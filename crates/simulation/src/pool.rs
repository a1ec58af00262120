//! A concentrated-liquidity pool as seen by the agents.
//!
//! The pool keeps local mirrors of its price, tick and positions; every
//! value-moving effect goes through the [`Ledger`] passed to each call.
//! Agent-facing amounts are human units, converted to 18-decimal raw
//! amounts at the ledger boundary.

use crate::error::{SimulationError, SimulationResult};
use crate::metrics::{MetricsCollector, StepRecord};
use crate::registry::PositionRegistry;
use primitive_types::U256;
use rust_decimal::Decimal;
use rust_decimal::prelude::ToPrimitive;
use tracing::{debug, info, warn};
use unisim_domain::fees::FeeTier;
use unisim_domain::math::full_math::to_u128;
use unisim_domain::math::tick_math::{
    price_to_sqrt_price_x96, sqrt_price_x96_to_inverse_price, sqrt_price_x96_to_price,
};
use unisim_domain::position::{Position, PositionId};
use unisim_domain::token::Token;
use unisim_domain::value_objects::{Amount, Price, PriceRange};
use unisim_ledger::{Address, Ledger, LedgerError, OpenPosition, SwapRequest};

/// Token pair, fee tier and live state of one deployed pool.
#[derive(Debug, Clone)]
pub struct Pool {
    name: String,
    address: Address,
    token0: Address,
    token1: Address,
    fee: FeeTier,
    sqrt_price_x96: U256,
    current_tick: i32,
    positions: PositionRegistry,
    metrics: MetricsCollector,
}
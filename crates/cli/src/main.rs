//! Command line entry point for the stablecoin pool simulation.
use anyhow::{Context, Result};
use clap::Parser;
use dotenv::dotenv;
use std::path::PathBuf;
use tracing::info;
use unisim_ledger::InMemoryLedger;
use unisim_simulation::config::{DEFAULT_SEED, SimulationConfig};
use unisim_simulation::engine::SimulationEngine;

mod exporter;
mod summary;

#[derive(Parser, Debug)]
#[command(name = "unisim")]
#[command(about = "Agent-based simulation of a DIA/USDC concentrated-liquidity pool", long_about = None)]
struct Cli {
    /// Number of zero-intelligence traders
    #[arg(long, default_value_t = 100)]
    nagents: usize,

    /// Number of steps to run
    #[arg(long, default_value_t = 50)]
    nsteps: u64,

    /// Save each pool's step records as JSON
    #[arg(long)]
    save: bool,

    /// Seed for the shared random source
    #[arg(long, default_value_t = DEFAULT_SEED)]
    seed: u64,

    /// Whales dumping token0 at steps 50-53 (needs at least 53 steps)
    #[arg(long, default_value_t = 0)]
    whales: usize,

    /// Directory for saved results
    #[arg(long, default_value = "output")]
    output_dir: PathBuf,
}

fn main() -> Result<()> {
    dotenv().ok();
    tracing_subscriber::fmt::init();

    let cli = Cli::parse();
    let config = SimulationConfig::new(cli.nagents, cli.nsteps)
        .with_seed(cli.seed)
        .with_whales(cli.whales);

    println!(
        "... running the model with {} agents for {} steps ...",
        cli.nagents, cli.nsteps
    );
    let mut engine = SimulationEngine::stablecoin(InMemoryLedger::new(), config)
        .context("building the stablecoin scenario")?;
    engine.run().context("running the simulation")?;

    summary::agents_table(&engine.agent_counts()).printstd();
    let reports = engine.results();
    for report in &reports {
        println!("\n{}", report.pool);
        summary::records_table(report).printstd();
    }

    if cli.save {
        let paths = exporter::save_reports(&cli.output_dir, &reports, cli.nagents, cli.nsteps)?;
        for path in paths {
            info!(path = %path.display(), "results saved");
            println!(" ... saved results to: {} ...", path.display());
        }
    }

    Ok(())
}
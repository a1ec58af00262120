use crate::error::{LedgerError, LedgerResult};
use crate::memory::tick::TickMap;
use crate::{Address, PoolSlot};
use primitive_types::U256;
use std::collections::BTreeMap;
use tracing::trace;
use unisim_domain::math::full_math::{mul_div, q128};
use unisim_domain::math::liquidity_math::add_delta;
use unisim_domain::math::sqrt_price_math::{get_amount0_delta, get_amount1_delta};
use unisim_domain::math::swap_math::compute_swap_step;
use unisim_domain::math::tick_math::{
    MAX_SQRT_RATIO, MAX_TICK, MIN_SQRT_RATIO, MIN_TICK, get_sqrt_ratio_at_tick,
    get_tick_at_sqrt_ratio,
};

/// Liquidity owned by one address over one tick range.
#[derive(Debug, Clone, Default, PartialEq, Eq)]
pub(crate) struct RangePosition {
    pub liquidity: u128,
    pub fee_growth_inside0_last_x128: U256,
    pub fee_growth_inside1_last_x128: U256,
    pub tokens_owed0: U256,
    pub tokens_owed1: U256,
}

/// Result of an exact-input swap against the pool state.
#[derive(Debug, Clone, Copy, PartialEq, Eq)]
pub(crate) struct SwapResult {
    /// Input consumed, fees included.
    pub amount_in: U256,
    pub amount_out: U256,
}

/// Price, tick and liquidity state of a single pool.
#[derive(Debug, Clone)]
pub(crate) struct CorePool {
    pub address: Address,
    pub token0: Address,
    pub token1: Address,
    pub fee: u32,
    pub tick_spacing: i32,
    pub sqrt_price_x96: U256,
    pub tick: i32,
    pub liquidity: u128,
    pub fee_growth_global0_x128: U256,
    pub fee_growth_global1_x128: U256,
    ticks: TickMap,
    positions: BTreeMap<(Address, i32, i32), RangePosition>,
}

impl CorePool {
    pub fn new(
        address: Address,
        token0: Address,
        token1: Address,
        fee: u32,
        tick_spacing: i32,
        sqrt_price_x96: U256,
    ) -> LedgerResult<Self> {
        let tick = get_tick_at_sqrt_ratio(sqrt_price_x96)?;
        Ok(Self {
            address,
            token0,
            token1,
            fee,
            tick_spacing,
            sqrt_price_x96,
            tick,
            liquidity: 0,
            fee_growth_global0_x128: U256::zero(),
            fee_growth_global1_x128: U256::zero(),
            ticks: TickMap::default(),
            positions: BTreeMap::new(),
        })
    }

    pub fn slot(&self) -> PoolSlot {
        PoolSlot {
            sqrt_price_x96: self.sqrt_price_x96,
            tick: self.tick,
            liquidity: self.liquidity,
        }
    }

    pub fn position(&self, owner: Address, tick_lower: i32, tick_upper: i32) -> Option<&RangePosition> {
        self.positions.get(&(owner, tick_lower, tick_upper))
    }

    pub fn check_ticks(&self, tick_lower: i32, tick_upper: i32) -> LedgerResult<()> {
        let spaced = |t: i32| t.rem_euclid(self.tick_spacing) == 0;
        if tick_lower >= tick_upper
            || tick_lower < MIN_TICK
            || tick_upper > MAX_TICK
            || !spaced(tick_lower)
            || !spaced(tick_upper)
        {
            return Err(LedgerError::InvalidTickRange {
                lower: tick_lower,
                upper: tick_upper,
                spacing: self.tick_spacing,
            });
        }
        Ok(())
    }

    /// Adds (`delta > 0`) or removes liquidity and returns the token amounts
    /// the change is worth. Additions round up, removals round down.
    /// Removed amounts are credited to the position's owed balances.
    pub fn modify_position(
        &mut self,
        owner: Address,
        tick_lower: i32,
        tick_upper: i32,
        delta: i128,
    ) -> LedgerResult<(U256, U256)> {
        self.check_ticks(tick_lower, tick_upper)?;
        self.update_position(owner, tick_lower, tick_upper, delta)?;

        let round_up = delta > 0;
        let magnitude = delta.unsigned_abs();
        let sqrt_lower = get_sqrt_ratio_at_tick(tick_lower)?;
        let sqrt_upper = get_sqrt_ratio_at_tick(tick_upper)?;

        let (amount0, amount1) = if self.tick < tick_lower {
            (
                get_amount0_delta(sqrt_lower, sqrt_upper, magnitude, round_up)?,
                U256::zero(),
            )
        } else if self.tick < tick_upper {
            self.liquidity = add_delta(self.liquidity, delta)?;
            (
                get_amount0_delta(self.sqrt_price_x96, sqrt_upper, magnitude, round_up)?,
                get_amount1_delta(sqrt_lower, self.sqrt_price_x96, magnitude, round_up)?,
            )
        } else {
            (
                U256::zero(),
                get_amount1_delta(sqrt_lower, sqrt_upper, magnitude, round_up)?,
            )
        };

        if delta < 0 {
            let position = self
                .positions
                .entry((owner, tick_lower, tick_upper))
                .or_default();
            position.tokens_owed0 = position.tokens_owed0.overflowing_add(amount0).0;
            position.tokens_owed1 = position.tokens_owed1.overflowing_add(amount1).0;
        }
        Ok((amount0, amount1))
    }

    /// Accrues fees into the position without changing its liquidity.
    pub fn poke(&mut self, owner: Address, tick_lower: i32, tick_upper: i32) -> LedgerResult<()> {
        self.update_position(owner, tick_lower, tick_upper, 0)
    }

    /// Takes up to the requested owed amounts off the position and returns
    /// what was taken.
    pub fn collect(
        &mut self,
        owner: Address,
        tick_lower: i32,
        tick_upper: i32,
        amount0_requested: U256,
        amount1_requested: U256,
    ) -> (U256, U256) {
        match self.positions.get_mut(&(owner, tick_lower, tick_upper)) {
            Some(position) => {
                let amount0 = amount0_requested.min(position.tokens_owed0);
                let amount1 = amount1_requested.min(position.tokens_owed1);
                position.tokens_owed0 -= amount0;
                position.tokens_owed1 -= amount1;
                (amount0, amount1)
            }
            None => (U256::zero(), U256::zero()),
        }
    }

    fn update_position(
        &mut self,
        owner: Address,
        tick_lower: i32,
        tick_upper: i32,
        delta: i128,
    ) -> LedgerResult<()> {
        let fg0 = self.fee_growth_global0_x128;
        let fg1 = self.fee_growth_global1_x128;

        if delta != 0 {
            self.ticks
                .update(tick_lower, self.tick, delta, fg0, fg1, false)?;
            self.ticks
                .update(tick_upper, self.tick, delta, fg0, fg1, true)?;
        }
        let (inside0, inside1) =
            self.ticks
                .fee_growth_inside(tick_lower, tick_upper, self.tick, fg0, fg1);

        let position = self
            .positions
            .entry((owner, tick_lower, tick_upper))
            .or_default();
        if delta == 0 && position.liquidity == 0 {
            return Err(LedgerError::ZeroLiquidity);
        }

        let earned0 = mul_div(
            inside0.overflowing_sub(position.fee_growth_inside0_last_x128).0,
            U256::from(position.liquidity),
            q128(),
        )?;
        let earned1 = mul_div(
            inside1.overflowing_sub(position.fee_growth_inside1_last_x128).0,
            U256::from(position.liquidity),
            q128(),
        )?;

        position.liquidity = add_delta(position.liquidity, delta)?;
        position.fee_growth_inside0_last_x128 = inside0;
        position.fee_growth_inside1_last_x128 = inside1;
        position.tokens_owed0 = position.tokens_owed0.overflowing_add(earned0).0;
        position.tokens_owed1 = position.tokens_owed1.overflowing_add(earned1).0;
        Ok(())
    }

    /// Exact-input swap across as many initialized ticks as needed, until the
    /// input is used up or the extreme price limit is hit. A pool already
    /// sitting at the limit swaps nothing.
    pub fn swap(&mut self, zero_for_one: bool, amount_specified: U256) -> LedgerResult<SwapResult> {
        if amount_specified.is_zero() {
            return Err(LedgerError::ZeroAmount);
        }
        let sqrt_price_limit = if zero_for_one {
            MIN_SQRT_RATIO + U256::one()
        } else {
            MAX_SQRT_RATIO - U256::one()
        };

        let mut remaining = amount_specified;
        let mut amount_out = U256::zero();
        let mut sqrt_price = self.sqrt_price_x96;
        let mut tick = self.tick;
        let mut liquidity = self.liquidity;
        let mut fee_growth_global = if zero_for_one {
            self.fee_growth_global0_x128
        } else {
            self.fee_growth_global1_x128
        };

        while !remaining.is_zero() && sqrt_price != sqrt_price_limit {
            let sqrt_price_start = sqrt_price;
            let (tick_next, initialized) =
                self.ticks
                    .next_initialized_tick_within_one_word(tick, self.tick_spacing, zero_for_one);
            let sqrt_price_next = get_sqrt_ratio_at_tick(tick_next)?;

            let target = if zero_for_one {
                sqrt_price_next.max(sqrt_price_limit)
            } else {
                sqrt_price_next.min(sqrt_price_limit)
            };
            let step = compute_swap_step(sqrt_price, target, liquidity, remaining, self.fee)?;

            sqrt_price = step.sqrt_price_next;
            remaining -= step.amount_in + step.fee_amount;
            amount_out += step.amount_out;

            if liquidity > 0 {
                let growth = mul_div(step.fee_amount, q128(), U256::from(liquidity))?;
                fee_growth_global = fee_growth_global.overflowing_add(growth).0;
            }

            if sqrt_price == sqrt_price_next {
                if initialized {
                    let (fg0, fg1) = if zero_for_one {
                        (fee_growth_global, self.fee_growth_global1_x128)
                    } else {
                        (self.fee_growth_global0_x128, fee_growth_global)
                    };
                    let net = self.ticks.cross(tick_next, fg0, fg1);
                    let net = if zero_for_one { -net } else { net };
                    liquidity = add_delta(liquidity, net)?;
                    trace!(tick = tick_next, liquidity, "crossed tick");
                }
                tick = if zero_for_one { tick_next - 1 } else { tick_next };
            } else if sqrt_price != sqrt_price_start {
                tick = get_tick_at_sqrt_ratio(sqrt_price)?;
            }
        }

        self.sqrt_price_x96 = sqrt_price;
        self.tick = tick;
        self.liquidity = liquidity;
        if zero_for_one {
            self.fee_growth_global0_x128 = fee_growth_global;
        } else {
            self.fee_growth_global1_x128 = fee_growth_global;
        }

        Ok(SwapResult {
            amount_in: amount_specified - remaining,
            amount_out,
        })
    }
}

#[cfg(test)]
mod tests {
    use super::*;
    use unisim_domain::math::full_math::q96;

    fn pool() -> CorePool {
        CorePool::new(
            Address::from_low_u64_be(1),
            Address::from_low_u64_be(2),
            Address::from_low_u64_be(3),
            500,
            10,
            q96(),
        )
        .unwrap()
    }

    #[test]
    fn test_mint_in_range_activates_liquidity() {
        let mut pool = pool();
        let owner = Address::from_low_u64_be(9);
        let (a0, a1) = pool.modify_position(owner, -200, 200, 1_000_000).unwrap();
        assert!(!a0.is_zero() && !a1.is_zero());
        assert_eq!(pool.liquidity, 1_000_000);

        // out of range on the upper side only needs token0
        let (a0, a1) = pool.modify_position(owner, 100, 300, 1_000_000).unwrap();
        assert!(!a0.is_zero());
        assert!(a1.is_zero());
        assert_eq!(pool.liquidity, 1_000_000);
    }

    #[test]
    fn test_burn_rounds_down_and_credits_owed() {
        let mut pool = pool();
        let owner = Address::from_low_u64_be(9);
        let (in0, in1) = pool.modify_position(owner, -200, 200, 1_000_001).unwrap();
        let (out0, out1) = pool.modify_position(owner, -200, 200, -1_000_001).unwrap();
        assert!(out0 <= in0 && out1 <= in1);
        let position = pool.position(owner, -200, 200).unwrap();
        assert_eq!(position.liquidity, 0);
        assert_eq!(position.tokens_owed0, out0);
        assert_eq!(pool.liquidity, 0);
    }

    #[test]
    fn test_invalid_ticks() {
        let mut pool = pool();
        let owner = Address::from_low_u64_be(9);
        assert!(matches!(
            pool.modify_position(owner, 200, -200, 1),
            Err(LedgerError::InvalidTickRange { .. })
        ));
        assert!(pool.modify_position(owner, -205, 200, 1).is_err());
    }

    #[test]
    fn test_swap_accrues_fees_to_range() {
        let mut pool = pool();
        let owner = Address::from_low_u64_be(9);
        let liquidity = 10u128.pow(22);
        pool.modify_position(owner, -200, 200, liquidity as i128).unwrap();

        let amount = U256::exp10(18);
        let result = pool.swap(true, amount).unwrap();
        assert_eq!(result.amount_in, amount);
        assert!(result.amount_out < amount);
        assert!(pool.tick < 0);
        assert!(!pool.fee_growth_global0_x128.is_zero());

        pool.poke(owner, -200, 200).unwrap();
        let owed = pool.position(owner, -200, 200).unwrap().tokens_owed0;
        // 0.05% of the input, less rounding
        let expected = amount * U256::from(500u64) / U256::from(1_000_000u64);
        assert!(owed <= expected && owed + U256::from(2u64) >= expected);
    }

    #[test]
    fn test_swap_without_liquidity_runs_to_limit() {
        let mut pool = pool();
        let result = pool.swap(false, U256::exp10(18)).unwrap();
        assert!(result.amount_in.is_zero());
        assert!(result.amount_out.is_zero());
        assert_eq!(pool.sqrt_price_x96, MAX_SQRT_RATIO - U256::one());
        let again = pool.swap(false, U256::one()).unwrap();
        assert!(again.amount_in.is_zero());
    }
}
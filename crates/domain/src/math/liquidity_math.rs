//! Conversions between token amounts and liquidity for a price range.
//!
//! Liquidity of a range `[a, b]` with current price `p`:
//! - `p <= a`: only token0 is held, `L = x * sqrt(a) * sqrt(b) / (sqrt(b) - sqrt(a))`
//! - `p >= b`: only token1 is held, `L = y / (sqrt(b) - sqrt(a))`
//! - otherwise both are held and the smaller of the two candidates wins.

use crate::error::{DomainError, DomainResult};
use crate::math::full_math::{mul_div, q96, to_u128};
use crate::math::sqrt_price_math::{get_amount0_delta, get_amount1_delta};
use primitive_types::U256;

fn sorted(a: U256, b: U256) -> (U256, U256) {
    if a > b { (b, a) } else { (a, b) }
}

/// Liquidity supplied by `amount0` of token0 across the range.
pub fn liquidity_for_amount0(sqrt_a: U256, sqrt_b: U256, amount0: U256) -> DomainResult<u128> {
    let (lower, upper) = sorted(sqrt_a, sqrt_b);
    if lower == upper {
        return Err(DomainError::DivisionByZero);
    }
    let intermediate = mul_div(lower, upper, q96())?;
    to_u128(mul_div(amount0, intermediate, upper - lower)?)
}

/// Liquidity supplied by `amount1` of token1 across the range.
pub fn liquidity_for_amount1(sqrt_a: U256, sqrt_b: U256, amount1: U256) -> DomainResult<u128> {
    let (lower, upper) = sorted(sqrt_a, sqrt_b);
    if lower == upper {
        return Err(DomainError::DivisionByZero);
    }
    to_u128(mul_div(amount1, q96(), upper - lower)?)
}

/// Maximum liquidity that `amount0`/`amount1` can back at the current price.
pub fn liquidity_for_amounts(
    sqrt_current: U256,
    sqrt_a: U256,
    sqrt_b: U256,
    amount0: U256,
    amount1: U256,
) -> DomainResult<u128> {
    let (lower, upper) = sorted(sqrt_a, sqrt_b);

    if sqrt_current <= lower {
        liquidity_for_amount0(lower, upper, amount0)
    } else if sqrt_current < upper {
        let l0 = liquidity_for_amount0(sqrt_current, upper, amount0)?;
        let l1 = liquidity_for_amount1(lower, sqrt_current, amount1)?;
        Ok(l0.min(l1))
    } else {
        liquidity_for_amount1(lower, upper, amount1)
    }
}

/// Token amounts represented by `liquidity` at the current price, rounded down.
pub fn amounts_for_liquidity(
    liquidity: u128,
    sqrt_current: U256,
    sqrt_a: U256,
    sqrt_b: U256,
) -> DomainResult<(U256, U256)> {
    let (lower, upper) = sorted(sqrt_a, sqrt_b);

    if sqrt_current <= lower {
        Ok((get_amount0_delta(lower, upper, liquidity, false)?, U256::zero()))
    } else if sqrt_current < upper {
        Ok((
            get_amount0_delta(sqrt_current, upper, liquidity, false)?,
            get_amount1_delta(lower, sqrt_current, liquidity, false)?,
        ))
    } else {
        Ok((U256::zero(), get_amount1_delta(lower, upper, liquidity, false)?))
    }
}

/// Applies a signed liquidity delta.
pub fn add_delta(liquidity: u128, delta: i128) -> DomainResult<u128> {
    if delta < 0 {
        liquidity
            .checked_sub(delta.unsigned_abs())
            .ok_or(DomainError::LiquidityUnderflow)
    } else {
        liquidity
            .checked_add(delta.unsigned_abs())
            .ok_or(DomainError::Overflow)
    }
}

::::

AIM OF THE TASK
Show the lines of the entries that include the string "Parser", copying each in full.

RESPONSE AREA
use clap::Parser;
#[derive(Parser, Debug)]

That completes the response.